Hidden Valley Opera, September 15, 2013

Don Giovanni on a budget?

By Scott MacClelland

For its new production of the Mozart stage classic, the Hidden Valley Opera Ensemble—which gets infrequent opportunities—has depended heavily on the talents of conductor Stewart Robertson and designer/director Robert Darling. The tiny orchestra of 8 instruments, lead by violinist Roy Malan, also imparts continuity, having played La bohème early in this 50th anniversary season and The Gift of the Magi in 2011. Likewise the chorus, in the La bohème production.

But in this case, the cast of singers is all new—with one exception—and, on Sunday afternoon, sounded of a type, some more robust, some more lyrical, with no remarkable breakouts to speak of. To their credit, they grew more at ease in their musical roles as the performance unfolded. The vocally most secure and consistent were Igor Vieira at Leporello, Anna Noggle DG at HVas Elvira and, especially in the second half, Jennifer Jakob as Donna Anna. Gregory Gerbrandt’s Don Giovanni worked the stage well if with less vocal authority. Tenor Zachary Engle’s Don Ottavio was so light that he tended to disappear in the ensemble scenes. (Nevertheless, Ottavio, who is all talk and no action, gets two of the most opulent arias in the entire opera.) Nora Graham-Smith as Zerlina struggled with pitch but, when secure, delivered a hearty mezzo alluring in tone and expression. Her Masetto, Ryan Bradford, acted a bright presence even while the composer doesn’t give him much to work with musically. Hidden Valley veteran Art Shuller’s Commendatore was, well, commanding as the statue-come-to-life in the penultimate scene.

For all the best individual moments—Leporello’s “catalog aria” (sung to an IPod), the Giovanni/Zerlina duet, and the big soprano arias—the overall performance lacked both drive and intensity, musically as well as dramatically. This may have resulted from insufficient preparation time; the basic dramaturgical vision and physical setup were clearly in place. Done in the round, a central raised stage was rotated lazy-Susan style—by a crew of young women whose shapely curves were enhanced by skin-tight black leather—that demarked changes of scene. Stage entrances came from the corners of the room, both floor level and raked. Matthew Antaky’s lighting design cast shadows and articulated edges from light to dark, from festive party-making to spooky graveyard scene, and with most vivid effect when Giovanni goes to hell amid swirling smoke and fiery red color.

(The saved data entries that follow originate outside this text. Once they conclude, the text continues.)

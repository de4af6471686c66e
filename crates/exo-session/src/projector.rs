//! Projects connection state and backend activity onto one display state.

use std::{fmt, str::FromStr};

use exo_core::{ConnectionState, Envelope, envelope::DOT_STATE};
use serde::{Deserialize, Serialize};
use tokio::{
    sync::{broadcast::error::RecvError, watch},
    task::JoinHandle,
};

use crate::manager::ConnectionManager;

/// What the status indicator shows.
#[derive(Debug, Clone, Copy, PartialEq, Eq, Hash, Default, Serialize, Deserialize)]
#[serde(rename_all = "snake_case")]
pub enum DisplayState {
    #[default]
    Idle,
    Listening,
    Processing,
    Speaking,
    Error,
}

impl DisplayState {
    #[must_use]
    pub const fn as_str(self) -> &'static str {
        match self {
            Self::Idle => "idle",
            Self::Listening => "listening",
            Self::Processing => "processing",
            Self::Speaking => "speaking",
            Self::Error => "error",
        }
    }
}

impl fmt::Display for DisplayState {
    fn fmt(&self, f: &mut fmt::Formatter<'_>) -> fmt::Result {
        f.write_str(self.as_str())
    }
}

/// Unrecognized `dot_state` value.
#[derive(Debug, Clone, PartialEq, Eq, thiserror::Error)]
#[error("Unknown display state: {0}")]
pub struct UnknownDisplayState(pub String);

impl FromStr for DisplayState {
    type Err = UnknownDisplayState;

    fn from_str(s: &str) -> Result<Self, Self::Err> {
        match s {
            "idle" => Ok(Self::Idle),
            "listening" => Ok(Self::Listening),
            "processing" => Ok(Self::Processing),
            "speaking" => Ok(Self::Speaking),
            "error" => Ok(Self::Error),
            other => Err(UnknownDisplayState(other.to_string())),
        }
    }
}

/// Pure projection of connection state plus the backend's last `dot_state`.
///
/// | connection                 | display             |
/// |----------------------------|---------------------|
/// | Disconnected               | Idle                |
/// | Connecting, Reconnecting   | Processing          |
/// | Connected                  | last `dot_state`    |
/// | Failed                     | Error               |
#[derive(Debug, Clone)]
pub struct UiStateProjector {
    connection: ConnectionState,
    activity: DisplayState,
}

impl Default for UiStateProjector {
    fn default() -> Self {
        Self::new()
    }
}

impl UiStateProjector {
    #[must_use]
    pub const fn new() -> Self {
        Self {
            connection: ConnectionState::Disconnected,
            activity: DisplayState::Idle,
        }
    }

    /// Current display state.
    #[must_use]
    pub const fn current(&self) -> DisplayState {
        match self.connection {
            ConnectionState::Disconnected => DisplayState::Idle,
            ConnectionState::Connecting | ConnectionState::Reconnecting => {
                DisplayState::Processing
            }
            ConnectionState::Connected => self.activity,
            ConnectionState::Failed => DisplayState::Error,
        }
    }

    /// Apply a connection state change. Returns the new display state if it
    /// changed.
    pub fn on_status(&mut self, state: ConnectionState) -> Option<DisplayState> {
        let before = self.current();
        if self.connection == ConnectionState::Connected && state != ConnectionState::Connected {
            // Backend activity does not survive the connection.
            self.activity = DisplayState::Idle;
        }
        self.connection = state;
        changed(before, self.current())
    }

    /// Apply an inbound envelope. Only `dot_state` envelopes matter.
    pub fn on_envelope(&mut self, envelope: &Envelope) -> Option<DisplayState> {
        if !envelope.is(DOT_STATE) {
            return None;
        }
        let Some(raw) = envelope.payload.get("state").and_then(|v| v.as_str()) else {
            tracing::warn!("dot_state envelope without a state");
            return None;
        };
        match raw.parse::<DisplayState>() {
            Ok(activity) => {
                let before = self.current();
                self.activity = activity;
                changed(before, self.current())
            }
            Err(e) => {
                tracing::warn!("{e}");
                None
            }
        }
    }
}

fn changed(before: DisplayState, after: DisplayState) -> Option<DisplayState> {
    (before != after).then_some(after)
}

/// Feed a projector from `manager` and publish the display state.
///
/// The task ends when the manager's driver stops.
#[must_use]
pub fn spawn_projector(manager: &ConnectionManager) -> (watch::Receiver<DisplayState>, JoinHandle<()>) {
    let mut status = manager.subscribe_status();
    let mut frames = manager.frames();
    let mut projector = UiStateProjector::new();
    projector.on_status(manager.status());
    let (tx, rx) = watch::channel(projector.current());

    let handle = tokio::spawn(async move {
        loop {
            let update = tokio::select! {
                state = status.recv() => match state {
                    Ok(state) => projector.on_status(state),
                    Err(RecvError::Lagged(skipped)) => {
                        tracing::debug!(skipped, "Projector lagged behind status changes");
                        None
                    }
                    Err(RecvError::Closed) => break,
                },
                frame = frames.recv() => match frame {
                    Ok(envelope) => projector.on_envelope(&envelope),
                    Err(RecvError::Lagged(_)) => None,
                    Err(RecvError::Closed) => break,
                },
            };
            if let Some(new_state) = update {
                tracing::debug!(display = %new_state, "Display state changed");
                if tx.send(new_state).is_err() {
                    break;
                }
            }
        }
    });
    (rx, handle)
}

#[cfg(test)]
mod tests {
    use super::*;

    #[test]
    fn test_connection_mapping() {
        let mut p = UiStateProjector::new();
        assert_eq!(p.current(), DisplayState::Idle);
        assert_eq!(
            p.on_status(ConnectionState::Connecting),
            Some(DisplayState::Processing)
        );
        assert_eq!(p.on_status(ConnectionState::Connected), Some(DisplayState::Idle));
        assert_eq!(p.on_status(ConnectionState::Reconnecting), Some(DisplayState::Processing));
        assert_eq!(p.on_status(ConnectionState::Failed), Some(DisplayState::Error));
        assert_eq!(p.on_status(ConnectionState::Disconnected), Some(DisplayState::Idle));
    }

    #[test]
    fn test_dot_state_only_shows_while_connected() {
        let mut p = UiStateProjector::new();
        p.on_status(ConnectionState::Connecting);
        assert_eq!(p.on_envelope(&Envelope::dot_state("speaking")), None);

        assert_eq!(
            p.on_status(ConnectionState::Connected),
            Some(DisplayState::Speaking)
        );
        assert_eq!(
            p.on_envelope(&Envelope::dot_state("listening")),
            Some(DisplayState::Listening)
        );
        assert_eq!(p.on_envelope(&Envelope::dot_state("listening")), None);

        // Activity is forgotten once the connection drops.
        p.on_status(ConnectionState::Reconnecting);
        assert_eq!(p.on_status(ConnectionState::Connected), Some(DisplayState::Idle));
    }

    #[test]
    fn test_unknown_and_unrelated_envelopes_are_ignored() {
        let mut p = UiStateProjector::new();
        p.on_status(ConnectionState::Connecting);
        p.on_status(ConnectionState::Connected);
        assert_eq!(p.on_envelope(&Envelope::dot_state("dancing")), None);
        assert_eq!(p.on_envelope(&Envelope::chat("speaking")), None);
        assert_eq!(
            p.on_envelope(&Envelope::new(DOT_STATE, serde_json::json!({}))),
            None
        );
        assert_eq!(p.current(), DisplayState::Idle);
    }

    #[test]
    fn test_display_state_parsing() {
        for state in [
            DisplayState::Idle,
            DisplayState::Listening,
            DisplayState::Processing,
            DisplayState::Speaking,
            DisplayState::Error,
        ] {
            assert_eq!(state.as_str().parse::<DisplayState>(), Ok(state));
        }
        assert!("Idle".parse::<DisplayState>().is_err());
    }
}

The orchestra, small it was, covered all the notes and stayed in good balance with the voices. Yet Robertson’s direction imparted little suspense, a crucial attendant when murder, jealousy, violence and righteous retribution are at hand. Don’t blame Mozart; the story line dictates it. The same is true for the stage direction. While there is no shortage of charged drama afoot, there are equal bits of comedy. (The composer called Don Giovanni an ‘opera buff.’) In that case, none is more inspired than the two Ottavio arias. This character’s use to the drama is his utter uselessness; he quite literally slows down the narrative with irrelevant coloratura paeans to his betrothed, Donna Anna, that implore others—anyone?—to actually implement his blandishments. His second act aria, Il mio tesoro—the English language libretto by WH Auden was sung here—drones on and on with extravagant Baroque melismas that should make the other characters on stage start to roll their eyes, or look at their watches. Instead, music and direction maintained as serious a pose as the character remained ‘above it all.’ The joke never took off or caught on.

Nor did the reverential tone of what should be high entertainment ever really subside. Gravitas certainly has its place here, but so does comedy. Darling’s idea of 21st century characters with 18th century music had the result of restoring Baroque opera conventions, with aristocrats (Giovanni, Anna, Elvira and Ottavio) stuck in two dimensions while the ‘real’ flesh and blood people (Leporello, Zerlina, Masetto, and sometimes Elvira) tried with limited success to charge the proceedings with much needed electricity. The Don Giovanni himself, straddling both but largely eclipsed by the others, failed to provide the spark.